本発明は、光硬化型インクに関するものである。
金属光沢を有する印刷物には、金属特有の優れた美感、質感を背景にした高い需要がある。
従来、金属光沢を有する印刷物を作製する際には、アルミニウム粒子等の金属粒子を含むインキによるグラビア印刷やスクリーン印刷等の他、金属箔を用いた箔押し印刷や熱転写印刷等が知られている。
しかしながら、これらの印刷法は、大規模または高価な装置が必要な上、印刷後に廃棄されるインキや金属箔も少なくないため、ランニングコストが高い。さらに印刷時の騒音が大きい等の課題も抱えている。

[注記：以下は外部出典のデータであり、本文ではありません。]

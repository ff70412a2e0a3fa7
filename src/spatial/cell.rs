//! Canonical grid cell addressing and 4-neighbour adjacency

use crate::io::error::{AlgorithmError, invalid_configuration};
use std::fmt;
use std::str::FromStr;

/// A grid cell addressed by column `x` and row `y`
///
/// Ordering is row-major (`y` first, then `x`) so sets of cells iterate in
/// the same order the grid is scanned.
#[derive(Debug, Clone, Copy, PartialEq, Eq, Hash)]
pub struct Cell {
    /// Column index
    pub x: usize,
    /// Row index
    pub y: usize,
}

impl Cell {
    /// Create a cell at column `x`, row `y`
    pub const fn new(x: usize, y: usize) -> Self {
        Self { x, y }
    }

    /// Test whether two cells share an edge (no diagonals)
    pub const fn is_adjacent(&self, other: &Self) -> bool {
        self.x.abs_diff(other.x) + self.y.abs_diff(other.y) == 1
    }

    /// Translate by a non-negative offset
    pub const fn offset(&self, dx: usize, dy: usize) -> Self {
        Self::new(self.x + dx, self.y + dy)
    }

    /// In-bounds 4-neighbours in up, left, right, down order
    pub fn neighbors(&self, size: usize) -> Vec<Self> {
        let mut result = Vec::with_capacity(4);
        if self.y > 0 {
            result.push(Self::new(self.x, self.y - 1));
        }
        if self.x > 0 {
            result.push(Self::new(self.x - 1, self.y));
        }
        if self.x + 1 < size {
            result.push(Self::new(self.x + 1, self.y));
        }
        if self.y + 1 < size {
            result.push(Self::new(self.x, self.y + 1));
        }
        result
    }
}

impl Ord for Cell {
    fn cmp(&self, other: &Self) -> std::cmp::Ordering {
        (self.y, self.x).cmp(&(other.y, other.x))
    }
}

impl PartialOrd for Cell {
    fn partial_cmp(&self, other: &Self) -> Option<std::cmp::Ordering> {
        Some(self.cmp(other))
    }
}

impl fmt::Display for Cell {
    fn fmt(&self, f: &mut fmt::Formatter<'_>) -> fmt::Result {
        write!(f, "{},{}", self.x, self.y)
    }
}

impl FromStr for Cell {
    type Err = AlgorithmError;

    /// Parse the `"x,y"` key form produced by `Display`
    fn from_str(s: &str) -> Result<Self, Self::Err> {
        let malformed = || invalid_configuration("cell", &s, &"expected \"x,y\"");

        let (x, y) = s.split_once(',').ok_or_else(malformed)?;
        let x = x.trim().parse().map_err(|_parse_error| malformed())?;
        let y = y.trim().parse().map_err(|_parse_error| malformed())?;

        Ok(Self::new(x, y))
    }
}

/// Every cell of a `size` x `size` grid in row-major order
pub fn all_cells(size: usize) -> Vec<Cell> {
    (0..size)
        .flat_map(|y| (0..size).map(move |x| Cell::new(x, y)))
        .collect()
}
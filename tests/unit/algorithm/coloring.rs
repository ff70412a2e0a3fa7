//! Tests for palette shuffling and colour assignment

#[cfg(test)]
mod tests {
    use crate::ScriptedSource;
    use std::collections::HashSet;
    use uniquetile::algorithm::coloring::{assign_colors, palette_color, palette_index, shuffle};
    use uniquetile::algorithm::selection::RandomSelector;
    use uniquetile::io::configuration::PALETTE;

    // Tests a source of zeros swaps each position with the front
    // Verified by iterating the shuffle upwards instead of downwards
    #[test]
    fn test_shuffle_with_zeros() {
        let mut items = [1, 2, 3, 4];
        shuffle(&mut items, &mut ScriptedSource::new(vec![0.0]));
        assert_eq!(items, [2, 3, 4, 1]);
    }

    // Tests values just below one keep every element in place
    // Verified by removing the upper clamp on the drawn index
    #[test]
    fn test_shuffle_near_one_is_identity() {
        let mut items = [1, 2, 3, 4, 5];
        shuffle(&mut items, &mut ScriptedSource::new(vec![0.999_999_999_999]));
        assert_eq!(items, [1, 2, 3, 4, 5]);
    }

    // Tests shuffling permutes without losing or duplicating elements
    // Verified by overwriting instead of swapping
    #[test]
    fn test_shuffle_is_permutation() {
        let mut items: Vec<u32> = (0..50).collect();
        shuffle(&mut items, &mut RandomSelector::new(5));

        let mut sorted = items.clone();
        sorted.sort_unstable();
        assert_eq!(sorted, (0..50).collect::<Vec<u32>>());
        assert_ne!(items, sorted);
    }

    // Tests colours are palette entries and distinct up to the palette size
    // Verified by drawing each colour independently with replacement
    #[test]
    fn test_assign_colors_distinct() {
        for seed in 0..20 {
            let colors = assign_colors(PALETTE.len(), &mut RandomSelector::new(seed));
            assert_eq!(colors.len(), PALETTE.len());
            assert!(colors.iter().all(|color| PALETTE.contains(color)));
            assert_eq!(colors.iter().collect::<HashSet<_>>().len(), PALETTE.len());
        }
    }

    // Tests colours cycle through the shuffled palette past its size
    // Verified by reshuffling for every cycle
    #[test]
    fn test_assign_colors_cycles() {
        let colors = assign_colors(20, &mut RandomSelector::new(3));
        assert_eq!(colors.len(), 20);
        for index in PALETTE.len()..20 {
            assert_eq!(colors[index], colors[index - PALETTE.len()]);
        }
        assert!(assign_colors(0, &mut RandomSelector::new(3)).is_empty());
    }

    // Tests palette lookup ignores case and indices wrap
    // Verified by comparing colours case-sensitively
    #[test]
    fn test_palette_lookup() {
        assert_eq!(palette_index("#E74C3C"), Some(0));
        assert_eq!(palette_index("#e74c3c"), Some(0));
        assert_eq!(palette_index("#000000"), None);

        assert_eq!(palette_color(0), PALETTE[0]);
        assert_eq!(palette_color(PALETTE.len() + 2), PALETTE[2]);
    }
}
use crate::{
    io::configuration::DEFAULT_EVALUATION_BASE,
    io::error::{Result, computation_error, invalid_configuration},
    spatial::{GeneratorPiece, GeneratorState},
};
use rand::{Rng, SeedableRng, rngs::StdRng};

/// Base of the exponential pair score
///
/// Larger bases favour absorbing small fragments more aggressively, giving
/// puzzles with more, finer pieces; bases near `e` soften the size bias.
#[derive(Clone, Copy, Debug, PartialEq)]
pub struct EvaluationBase(f64);

impl EvaluationBase {
    /// Validate and wrap a base
    ///
    /// # Errors
    ///
    /// Returns an invalid configuration error if `base` is not a finite
    /// value greater than zero. Out-of-range values are never clamped.
    pub fn new(base: f64) -> Result<Self> {
        if !base.is_finite() || base <= 0.0 {
            return Err(invalid_configuration(
                "evaluation_base",
                &base,
                &"must be a finite value greater than zero",
            ));
        }
        Ok(Self(base))
    }

    /// The wrapped base
    pub const fn value(self) -> f64 {
        self.0
    }
}

impl Default for EvaluationBase {
    fn default() -> Self {
        Self(DEFAULT_EVALUATION_BASE)
    }
}

/// Score a candidate merge as `base^-|a| + base^-|b|`
///
/// For bases above one each term shrinks as its piece grows, so pairs
/// involving small pieces are preferred.
pub fn pair_score(a: &GeneratorPiece, b: &GeneratorPiece, base: EvaluationBase) -> f64 {
    let term = |piece: &GeneratorPiece| base.value().powf(-(piece.len() as f64));
    term(a) + term(b)
}

/// Score every pair of piece indices, scaled so the best pair scores one
///
/// Scores are computed as logarithms and shifted by the largest before
/// exponentiating, so every finite positive base yields finite weights in
/// `[0, 1]` with the same ratios as [`pair_score`]. Pairs referring to
/// missing pieces score zero.
pub fn score_pairs(
    state: &GeneratorState,
    pairs: &[(usize, usize)],
    base: EvaluationBase,
) -> Vec<f64> {
    let ln_base = base.value().ln();
    let log_term = |piece: &GeneratorPiece| -(piece.len() as f64) * ln_base;

    let log_scores: Vec<Option<f64>> = pairs
        .iter()
        .map(|&(i, j)| match (state.pieces.get(i), state.pieces.get(j)) {
            (Some(a), Some(b)) => Some(log_sum_exp(log_term(a), log_term(b))),
            _ => None,
        })
        .collect();

    let peak = log_scores
        .iter()
        .flatten()
        .copied()
        .fold(f64::NEG_INFINITY, f64::max);

    log_scores
        .into_iter()
        .map(|log_score| log_score.map_or(0.0, |log_score| (log_score - peak).exp()))
        .collect()
}

/// `ln(e^x + e^y)` without overflowing for large arguments
fn log_sum_exp(x: f64, y: f64) -> f64 {
    let (high, low) = if x >= y { (x, y) } else { (y, x) };
    high + (low - high).exp().ln_1p()
}

/// Source of uniform random values in `[0, 1)`
///
/// Every stochastic choice in generation draws from one of these, so a
/// seeded or scripted source makes a run fully reproducible.
pub trait RandomSource {
    /// Draw the next value in `[0, 1)`
    fn next_unit(&mut self) -> f64;
}

/// Seeded random selector for reproducible stochastic choices
pub struct RandomSelector {
    rng: StdRng,
}

impl RandomSelector {
    /// Create a deterministic random selector
    pub fn new(seed: u64) -> Self {
        Self {
            rng: StdRng::seed_from_u64(seed),
        }
    }

    /// Create a selector seeded from the operating system
    pub fn from_entropy() -> Self {
        Self {
            rng: StdRng::from_os_rng(),
        }
    }
}

impl RandomSource for RandomSelector {
    fn next_unit(&mut self) -> f64 {
        self.rng.random::<f64>()
    }
}

/// Pick a pair by cumulative-probability roulette
///
/// Scores are normalised to sum to one; the first pair whose cumulative
/// probability reaches `random_value` wins. Rounding that leaves the final
/// cumulative value below `random_value` falls back to the last pair, as
/// does a score total that is zero, infinite or NaN.
///
/// # Errors
///
/// Returns an error if:
/// - `random_value` is NaN or outside `[0, 1)`
/// - `pairs` is empty or its length differs from `scores`
pub fn select_pair_by_score(
    pairs: &[(usize, usize)],
    scores: &[f64],
    random_value: f64,
) -> Result<(usize, usize)> {
    if !(0.0..1.0).contains(&random_value) {
        return Err(computation_error(
            "select_pair_by_score",
            &format!("random value {random_value} is outside [0, 1)"),
        ));
    }
    if pairs.is_empty() || pairs.len() != scores.len() {
        return Err(invalid_configuration(
            "pairs",
            &pairs.len(),
            &format!("expected a non-empty list matching {} scores", scores.len()),
        ));
    }

    let total: f64 = scores.iter().sum();
    if total.is_finite() && total > 0.0 {
        let mut cumulative = 0.0;
        for (&pair, &score) in pairs.iter().zip(scores) {
            cumulative += score / total;
            if cumulative >= random_value {
                return Ok(pair);
            }
        }
    }

    pairs
        .last()
        .copied()
        .ok_or_else(|| computation_error("select_pair_by_score", &"no pairs to select from"))
}
//! Exact-cover encoding of "tile the grid with the current pieces"
//!
//! Columns `0..size²` are the grid cells in row-major order, followed by
//! one column per piece. Each row places one piece's normalised shape at a
//! translation that keeps every cell on the board, covering those cells and
//! the piece's own column. Only translations are generated; pieces are never
//! rotated or reflected.

use crate::algorithm::solver::ExactCoverSolver;
use crate::io::configuration::UNIQUENESS_PROBE_LIMIT;
use crate::io::error::Result;
use crate::spatial::{Cell, GeneratorState};

/// Row label: a piece (by index in the state) translated to `origin`
#[derive(Debug, Clone, Copy, PartialEq, Eq, Hash)]
pub struct Placement {
    /// Index of the piece in the state's piece list
    pub piece_index: usize,
    /// Board position of the shape's bounding box corner
    pub origin: Cell,
}

/// Column covering a grid cell
pub const fn cell_column(cell: Cell, size: usize) -> usize {
    cell.y * size + cell.x
}

/// Column identifying a piece
pub const fn piece_column(piece_index: usize, size: usize) -> usize {
    size * size + piece_index
}

/// Build the solver for the given partition
///
/// # Errors
///
/// Propagates an unknown column error from row registration, which only
/// arises if the encoding above is broken
pub fn build_solver(state: &GeneratorState) -> Result<ExactCoverSolver<Placement>> {
    let size = state.size;
    let mut solver = ExactCoverSolver::new(state.cell_count() + state.piece_count());

    for (piece_index, piece) in state.pieces.iter().enumerate() {
        let shape = piece.normalized_cells();
        let (width, height) = piece.bounding_size();
        if shape.is_empty() || width > size || height > size {
            continue;
        }

        for start_y in 0..=size - height {
            for start_x in 0..=size - width {
                let mut columns: Vec<usize> = shape
                    .iter()
                    .map(|cell| cell_column(cell.offset(start_x, start_y), size))
                    .collect();
                columns.push(piece_column(piece_index, size));

                solver.add_constraint(
                    Placement {
                        piece_index,
                        origin: Cell::new(start_x, start_y),
                    },
                    &columns,
                )?;
            }
        }
    }

    Ok(solver)
}

/// Count tilings of the grid by the state's pieces, stopping at `limit`
///
/// # Errors
///
/// Returns an error if the solver cannot be built
pub fn count_solutions(state: &GeneratorState, limit: usize) -> Result<usize> {
    Ok(build_solver(state)?.count(limit))
}

/// Test whether the state's pieces tile the grid in exactly one way
///
/// The state's own arrangement is always a tiling, so a valid partition
/// never reports zero solutions.
///
/// # Errors
///
/// Returns an error if the solver cannot be built
pub fn has_unique_solution(state: &GeneratorState) -> Result<bool> {
    Ok(count_solutions(state, UNIQUENESS_PROBE_LIMIT)? == 1)
}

近年、これらの課題を解消する印刷法としてインクジェット印刷の利用が拡大している。インクジェット印刷は、紙等の印刷面にインクを吐出し、定着させる方式であるため、インクの使用量が少ない。一方、インクを吐出するという原理上、インクの粘性を抑える必要がある。しかしながら、インクの粘性が低下することにより、吐出したインクが滲み易くなり、高精細な印字結果を得ることが難しくなる。特に、インクの吸収性が低い印刷面(例えば紙以外の媒体)に印刷するときには、その傾向が強くなるので、インクジェット印刷用のインクには十分な速乾性が求められる。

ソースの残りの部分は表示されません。